▶ Material for the task:

- Opening Delimiter -

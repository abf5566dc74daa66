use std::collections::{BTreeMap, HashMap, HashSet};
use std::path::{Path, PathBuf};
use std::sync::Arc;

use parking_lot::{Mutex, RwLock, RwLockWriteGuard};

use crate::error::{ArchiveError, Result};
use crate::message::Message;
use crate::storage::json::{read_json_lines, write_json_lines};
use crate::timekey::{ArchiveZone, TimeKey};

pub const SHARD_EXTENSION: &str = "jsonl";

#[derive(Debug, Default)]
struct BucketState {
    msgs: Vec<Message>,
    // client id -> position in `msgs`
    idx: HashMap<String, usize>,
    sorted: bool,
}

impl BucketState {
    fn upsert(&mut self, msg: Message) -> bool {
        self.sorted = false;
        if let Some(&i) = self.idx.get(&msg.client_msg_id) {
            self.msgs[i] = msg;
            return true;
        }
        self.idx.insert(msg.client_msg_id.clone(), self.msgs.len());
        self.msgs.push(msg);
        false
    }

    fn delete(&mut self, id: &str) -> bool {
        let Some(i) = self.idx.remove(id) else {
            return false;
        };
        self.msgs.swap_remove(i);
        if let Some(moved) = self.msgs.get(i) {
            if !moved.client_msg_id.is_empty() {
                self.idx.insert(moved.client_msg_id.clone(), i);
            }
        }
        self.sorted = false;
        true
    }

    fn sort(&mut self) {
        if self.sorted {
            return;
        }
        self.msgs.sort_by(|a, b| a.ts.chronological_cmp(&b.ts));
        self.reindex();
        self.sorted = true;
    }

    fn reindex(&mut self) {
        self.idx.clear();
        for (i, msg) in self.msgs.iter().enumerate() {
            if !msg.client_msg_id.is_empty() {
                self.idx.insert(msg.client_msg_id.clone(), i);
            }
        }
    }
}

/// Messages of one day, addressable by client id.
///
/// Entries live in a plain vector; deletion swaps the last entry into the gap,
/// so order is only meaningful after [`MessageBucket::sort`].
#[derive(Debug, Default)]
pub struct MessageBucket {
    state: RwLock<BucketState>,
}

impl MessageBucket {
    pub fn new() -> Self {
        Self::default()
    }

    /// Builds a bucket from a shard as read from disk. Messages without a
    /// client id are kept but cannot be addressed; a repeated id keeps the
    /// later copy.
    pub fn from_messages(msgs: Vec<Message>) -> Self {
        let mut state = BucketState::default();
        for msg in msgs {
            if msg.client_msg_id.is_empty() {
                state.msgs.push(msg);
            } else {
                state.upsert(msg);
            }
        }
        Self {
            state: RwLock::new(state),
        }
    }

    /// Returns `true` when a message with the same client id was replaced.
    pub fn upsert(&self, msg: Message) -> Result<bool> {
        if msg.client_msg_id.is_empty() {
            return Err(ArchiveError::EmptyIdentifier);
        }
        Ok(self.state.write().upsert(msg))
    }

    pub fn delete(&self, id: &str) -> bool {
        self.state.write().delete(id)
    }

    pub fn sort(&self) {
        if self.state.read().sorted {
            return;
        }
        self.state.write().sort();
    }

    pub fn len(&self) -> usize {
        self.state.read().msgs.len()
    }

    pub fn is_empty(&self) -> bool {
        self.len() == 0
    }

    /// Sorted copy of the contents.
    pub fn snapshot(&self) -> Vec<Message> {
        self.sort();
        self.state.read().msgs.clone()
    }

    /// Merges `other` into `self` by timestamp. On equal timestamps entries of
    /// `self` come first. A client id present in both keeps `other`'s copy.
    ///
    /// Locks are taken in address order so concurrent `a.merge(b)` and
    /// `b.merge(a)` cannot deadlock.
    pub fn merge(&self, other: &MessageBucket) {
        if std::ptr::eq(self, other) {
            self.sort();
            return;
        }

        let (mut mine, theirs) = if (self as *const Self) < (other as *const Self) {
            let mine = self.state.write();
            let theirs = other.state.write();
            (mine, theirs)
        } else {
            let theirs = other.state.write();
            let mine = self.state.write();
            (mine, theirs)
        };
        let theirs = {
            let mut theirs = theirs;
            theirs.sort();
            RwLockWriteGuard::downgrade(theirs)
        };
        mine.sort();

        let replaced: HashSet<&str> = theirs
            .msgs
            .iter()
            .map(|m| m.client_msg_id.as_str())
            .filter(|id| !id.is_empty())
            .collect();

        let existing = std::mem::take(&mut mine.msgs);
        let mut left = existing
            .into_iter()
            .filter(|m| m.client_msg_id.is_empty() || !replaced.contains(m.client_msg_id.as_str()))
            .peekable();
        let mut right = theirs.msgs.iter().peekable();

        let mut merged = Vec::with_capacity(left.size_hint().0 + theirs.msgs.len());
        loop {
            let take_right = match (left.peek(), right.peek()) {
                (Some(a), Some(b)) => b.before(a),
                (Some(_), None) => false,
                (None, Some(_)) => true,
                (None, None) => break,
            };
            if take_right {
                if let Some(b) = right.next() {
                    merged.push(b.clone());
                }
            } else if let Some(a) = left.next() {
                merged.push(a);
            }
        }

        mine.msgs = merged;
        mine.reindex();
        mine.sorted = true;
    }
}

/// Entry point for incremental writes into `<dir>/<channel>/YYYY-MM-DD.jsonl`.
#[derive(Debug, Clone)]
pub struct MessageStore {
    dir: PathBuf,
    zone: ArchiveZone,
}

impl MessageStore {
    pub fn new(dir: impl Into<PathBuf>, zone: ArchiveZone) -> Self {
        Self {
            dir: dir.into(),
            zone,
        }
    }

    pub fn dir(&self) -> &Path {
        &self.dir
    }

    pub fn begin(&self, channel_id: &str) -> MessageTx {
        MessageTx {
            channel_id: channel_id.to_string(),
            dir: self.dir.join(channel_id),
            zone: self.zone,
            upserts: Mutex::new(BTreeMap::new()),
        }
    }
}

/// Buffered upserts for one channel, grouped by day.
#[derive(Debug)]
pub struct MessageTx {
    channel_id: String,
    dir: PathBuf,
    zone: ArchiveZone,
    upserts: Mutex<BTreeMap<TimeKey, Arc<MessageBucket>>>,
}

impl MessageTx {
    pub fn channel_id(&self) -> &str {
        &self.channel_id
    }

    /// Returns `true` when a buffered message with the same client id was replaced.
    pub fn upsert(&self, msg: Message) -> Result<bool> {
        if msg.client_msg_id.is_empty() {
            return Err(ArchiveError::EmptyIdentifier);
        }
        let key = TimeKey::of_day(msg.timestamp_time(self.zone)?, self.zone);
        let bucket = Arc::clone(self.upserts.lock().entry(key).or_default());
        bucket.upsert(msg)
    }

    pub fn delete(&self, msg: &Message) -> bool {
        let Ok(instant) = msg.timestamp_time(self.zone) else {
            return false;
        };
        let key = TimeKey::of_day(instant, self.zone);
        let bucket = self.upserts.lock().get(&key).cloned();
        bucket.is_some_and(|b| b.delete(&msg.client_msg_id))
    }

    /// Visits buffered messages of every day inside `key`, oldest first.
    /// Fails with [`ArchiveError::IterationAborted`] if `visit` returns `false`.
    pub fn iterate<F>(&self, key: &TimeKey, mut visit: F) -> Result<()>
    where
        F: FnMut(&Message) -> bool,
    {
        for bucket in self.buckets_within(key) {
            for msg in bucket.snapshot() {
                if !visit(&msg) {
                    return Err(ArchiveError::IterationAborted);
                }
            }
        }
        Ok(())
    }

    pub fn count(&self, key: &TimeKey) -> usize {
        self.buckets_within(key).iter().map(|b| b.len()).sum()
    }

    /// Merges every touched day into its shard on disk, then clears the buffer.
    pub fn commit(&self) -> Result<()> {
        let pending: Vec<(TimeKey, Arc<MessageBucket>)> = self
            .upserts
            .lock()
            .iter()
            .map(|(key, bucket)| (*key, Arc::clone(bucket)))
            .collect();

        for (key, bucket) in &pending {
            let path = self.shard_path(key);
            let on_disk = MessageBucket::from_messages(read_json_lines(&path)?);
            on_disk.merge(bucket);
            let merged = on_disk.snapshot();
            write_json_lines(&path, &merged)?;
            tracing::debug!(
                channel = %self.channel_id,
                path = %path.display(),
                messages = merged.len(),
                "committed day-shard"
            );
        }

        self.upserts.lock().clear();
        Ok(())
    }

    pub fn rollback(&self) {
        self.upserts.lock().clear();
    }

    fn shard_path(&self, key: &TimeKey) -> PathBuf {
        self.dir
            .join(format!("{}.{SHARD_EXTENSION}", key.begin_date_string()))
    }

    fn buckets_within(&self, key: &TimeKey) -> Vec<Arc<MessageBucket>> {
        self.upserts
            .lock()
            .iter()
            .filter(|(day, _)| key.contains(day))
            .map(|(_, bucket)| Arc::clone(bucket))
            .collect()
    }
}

- Closing Delimiter -
- Opening Delimiter -

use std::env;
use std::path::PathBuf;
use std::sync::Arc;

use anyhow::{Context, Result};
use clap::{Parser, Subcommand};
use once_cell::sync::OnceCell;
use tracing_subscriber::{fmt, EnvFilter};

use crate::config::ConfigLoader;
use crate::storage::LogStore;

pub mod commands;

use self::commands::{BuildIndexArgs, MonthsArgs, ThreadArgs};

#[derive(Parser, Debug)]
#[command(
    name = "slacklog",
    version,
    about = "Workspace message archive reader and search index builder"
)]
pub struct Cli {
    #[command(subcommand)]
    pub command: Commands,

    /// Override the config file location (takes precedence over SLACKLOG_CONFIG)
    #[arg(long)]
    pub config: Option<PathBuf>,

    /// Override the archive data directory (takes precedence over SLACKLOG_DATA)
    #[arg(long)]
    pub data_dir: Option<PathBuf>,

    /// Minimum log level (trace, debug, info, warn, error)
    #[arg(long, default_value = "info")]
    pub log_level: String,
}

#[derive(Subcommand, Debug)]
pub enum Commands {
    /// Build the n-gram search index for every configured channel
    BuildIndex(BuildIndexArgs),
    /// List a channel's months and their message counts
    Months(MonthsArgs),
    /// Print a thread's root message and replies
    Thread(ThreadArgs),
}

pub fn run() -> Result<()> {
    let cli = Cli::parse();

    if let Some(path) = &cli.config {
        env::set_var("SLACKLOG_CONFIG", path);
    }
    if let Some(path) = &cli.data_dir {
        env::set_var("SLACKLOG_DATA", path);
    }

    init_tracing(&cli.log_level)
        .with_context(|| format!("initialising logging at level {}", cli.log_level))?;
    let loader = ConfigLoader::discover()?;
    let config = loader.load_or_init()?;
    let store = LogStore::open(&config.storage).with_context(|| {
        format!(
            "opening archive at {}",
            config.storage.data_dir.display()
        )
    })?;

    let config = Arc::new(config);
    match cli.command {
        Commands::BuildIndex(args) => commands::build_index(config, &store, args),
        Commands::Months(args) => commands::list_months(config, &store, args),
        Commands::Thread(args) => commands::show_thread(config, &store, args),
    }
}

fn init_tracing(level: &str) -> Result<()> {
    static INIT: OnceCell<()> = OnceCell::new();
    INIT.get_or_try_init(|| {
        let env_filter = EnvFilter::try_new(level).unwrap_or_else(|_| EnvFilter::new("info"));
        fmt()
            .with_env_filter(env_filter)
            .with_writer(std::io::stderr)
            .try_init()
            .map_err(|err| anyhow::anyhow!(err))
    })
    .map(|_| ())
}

- Closing Delimiter -
- Opening Delimiter -

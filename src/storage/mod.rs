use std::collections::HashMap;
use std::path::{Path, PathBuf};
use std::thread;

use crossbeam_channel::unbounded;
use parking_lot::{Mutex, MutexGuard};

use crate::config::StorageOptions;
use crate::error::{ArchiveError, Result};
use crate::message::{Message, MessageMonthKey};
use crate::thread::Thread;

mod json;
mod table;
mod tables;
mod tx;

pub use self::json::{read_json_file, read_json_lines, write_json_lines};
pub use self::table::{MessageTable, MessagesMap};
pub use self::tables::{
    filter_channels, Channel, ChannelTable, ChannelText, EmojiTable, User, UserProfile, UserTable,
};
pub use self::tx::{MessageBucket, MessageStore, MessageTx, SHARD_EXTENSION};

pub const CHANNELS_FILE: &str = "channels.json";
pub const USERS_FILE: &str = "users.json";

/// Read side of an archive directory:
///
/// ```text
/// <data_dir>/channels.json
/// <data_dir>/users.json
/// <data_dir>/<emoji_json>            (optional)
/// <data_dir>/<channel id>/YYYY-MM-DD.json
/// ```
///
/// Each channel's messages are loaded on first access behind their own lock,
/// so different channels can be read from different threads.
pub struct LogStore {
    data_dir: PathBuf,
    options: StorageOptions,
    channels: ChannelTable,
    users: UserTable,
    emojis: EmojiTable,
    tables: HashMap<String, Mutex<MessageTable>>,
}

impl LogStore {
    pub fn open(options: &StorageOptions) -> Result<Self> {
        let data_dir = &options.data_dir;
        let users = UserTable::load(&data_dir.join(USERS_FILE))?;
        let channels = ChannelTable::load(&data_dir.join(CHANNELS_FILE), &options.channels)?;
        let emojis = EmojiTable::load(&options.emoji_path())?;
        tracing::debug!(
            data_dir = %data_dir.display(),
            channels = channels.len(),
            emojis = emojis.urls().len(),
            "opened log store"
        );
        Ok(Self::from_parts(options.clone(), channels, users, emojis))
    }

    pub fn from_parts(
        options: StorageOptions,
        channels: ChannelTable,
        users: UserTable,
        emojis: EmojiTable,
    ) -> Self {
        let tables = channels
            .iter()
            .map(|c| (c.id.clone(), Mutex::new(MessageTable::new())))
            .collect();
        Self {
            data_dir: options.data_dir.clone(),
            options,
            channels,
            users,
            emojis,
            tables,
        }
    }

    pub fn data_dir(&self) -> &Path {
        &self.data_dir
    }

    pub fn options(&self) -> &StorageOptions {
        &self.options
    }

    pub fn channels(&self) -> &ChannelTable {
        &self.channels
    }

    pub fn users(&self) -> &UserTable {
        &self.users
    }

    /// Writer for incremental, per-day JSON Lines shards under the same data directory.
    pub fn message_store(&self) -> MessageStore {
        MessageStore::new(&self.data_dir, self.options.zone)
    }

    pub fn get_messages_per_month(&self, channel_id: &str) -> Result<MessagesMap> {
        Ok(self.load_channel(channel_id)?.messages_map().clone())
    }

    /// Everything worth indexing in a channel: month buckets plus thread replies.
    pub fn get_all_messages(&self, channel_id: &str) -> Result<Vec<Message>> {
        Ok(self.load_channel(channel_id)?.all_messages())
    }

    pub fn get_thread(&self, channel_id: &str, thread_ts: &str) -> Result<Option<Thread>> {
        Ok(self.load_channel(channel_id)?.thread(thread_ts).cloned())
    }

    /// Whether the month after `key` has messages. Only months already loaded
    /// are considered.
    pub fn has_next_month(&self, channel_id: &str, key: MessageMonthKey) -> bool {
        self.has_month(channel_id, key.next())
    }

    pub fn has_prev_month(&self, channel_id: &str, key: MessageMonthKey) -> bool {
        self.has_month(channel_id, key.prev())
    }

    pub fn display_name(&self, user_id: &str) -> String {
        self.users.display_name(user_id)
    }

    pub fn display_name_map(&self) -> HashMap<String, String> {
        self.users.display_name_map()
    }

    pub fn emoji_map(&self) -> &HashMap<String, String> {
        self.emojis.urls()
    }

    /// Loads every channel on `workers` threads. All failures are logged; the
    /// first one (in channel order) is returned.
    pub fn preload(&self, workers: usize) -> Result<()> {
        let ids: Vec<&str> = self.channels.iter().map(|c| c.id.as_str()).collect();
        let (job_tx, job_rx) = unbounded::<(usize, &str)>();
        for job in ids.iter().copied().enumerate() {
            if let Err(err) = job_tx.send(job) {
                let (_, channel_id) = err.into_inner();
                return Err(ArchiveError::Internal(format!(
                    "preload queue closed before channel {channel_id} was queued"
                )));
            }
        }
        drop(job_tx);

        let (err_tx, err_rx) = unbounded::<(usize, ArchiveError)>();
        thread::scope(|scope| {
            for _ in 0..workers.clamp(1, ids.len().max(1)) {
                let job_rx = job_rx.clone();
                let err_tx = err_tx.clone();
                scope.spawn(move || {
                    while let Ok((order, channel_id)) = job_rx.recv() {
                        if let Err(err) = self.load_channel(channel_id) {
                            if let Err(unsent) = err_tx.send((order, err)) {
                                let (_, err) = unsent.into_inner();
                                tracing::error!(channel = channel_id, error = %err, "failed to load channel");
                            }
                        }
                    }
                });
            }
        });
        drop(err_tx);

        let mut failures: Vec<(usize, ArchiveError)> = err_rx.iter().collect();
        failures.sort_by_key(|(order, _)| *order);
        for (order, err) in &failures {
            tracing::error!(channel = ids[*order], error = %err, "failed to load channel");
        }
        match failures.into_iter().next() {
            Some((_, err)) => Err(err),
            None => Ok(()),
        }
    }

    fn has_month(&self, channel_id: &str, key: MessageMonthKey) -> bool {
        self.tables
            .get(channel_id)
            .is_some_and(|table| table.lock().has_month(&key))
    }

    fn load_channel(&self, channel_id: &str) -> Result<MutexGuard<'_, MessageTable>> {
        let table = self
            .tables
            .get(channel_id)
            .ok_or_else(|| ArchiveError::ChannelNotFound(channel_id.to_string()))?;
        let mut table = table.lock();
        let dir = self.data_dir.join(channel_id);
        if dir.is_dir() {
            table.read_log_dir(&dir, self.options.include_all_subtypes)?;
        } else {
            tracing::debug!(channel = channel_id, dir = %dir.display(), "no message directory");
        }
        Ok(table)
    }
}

- Closing Delimiter -

▶ Exercise objective:
Look above for the line holding "pub fn new(dir: impl". Print it and every line after it, exactly, through the line holding "pub fn delete(&self, msg: &Message)".

▶ Response area:
    pub fn new(dir: impl Into<PathBuf>, zone: ArchiveZone) -> Self {
        Self {
            dir: dir.into(),
            zone,
        }
    }

    pub fn dir(&self) -> &Path {
        &self.dir
    }

    pub fn begin(&self, channel_id: &str) -> MessageTx {
        MessageTx {
            channel_id: channel_id.to_string(),
            dir: self.dir.join(channel_id),
            zone: self.zone,
            upserts: Mutex::new(BTreeMap::new()),
        }
    }
}

/// Buffered upserts for one channel, grouped by day.
#[derive(Debug)]
pub struct MessageTx {
    channel_id: String,
    dir: PathBuf,
    zone: ArchiveZone,
    upserts: Mutex<BTreeMap<TimeKey, Arc<MessageBucket>>>,
}

impl MessageTx {
    pub fn channel_id(&self) -> &str {
        &self.channel_id
    }

    /// Returns `true` when a buffered message with the same client id was replaced.
    pub fn upsert(&self, msg: Message) -> Result<bool> {
        if msg.client_msg_id.is_empty() {
            return Err(ArchiveError::EmptyIdentifier);
        }
        let key = TimeKey::of_day(msg.timestamp_time(self.zone)?, self.zone);
        let bucket = Arc::clone(self.upserts.lock().entry(key).or_default());
        bucket.upsert(msg)
    }

    pub fn delete(&self, msg: &Message) -> bool {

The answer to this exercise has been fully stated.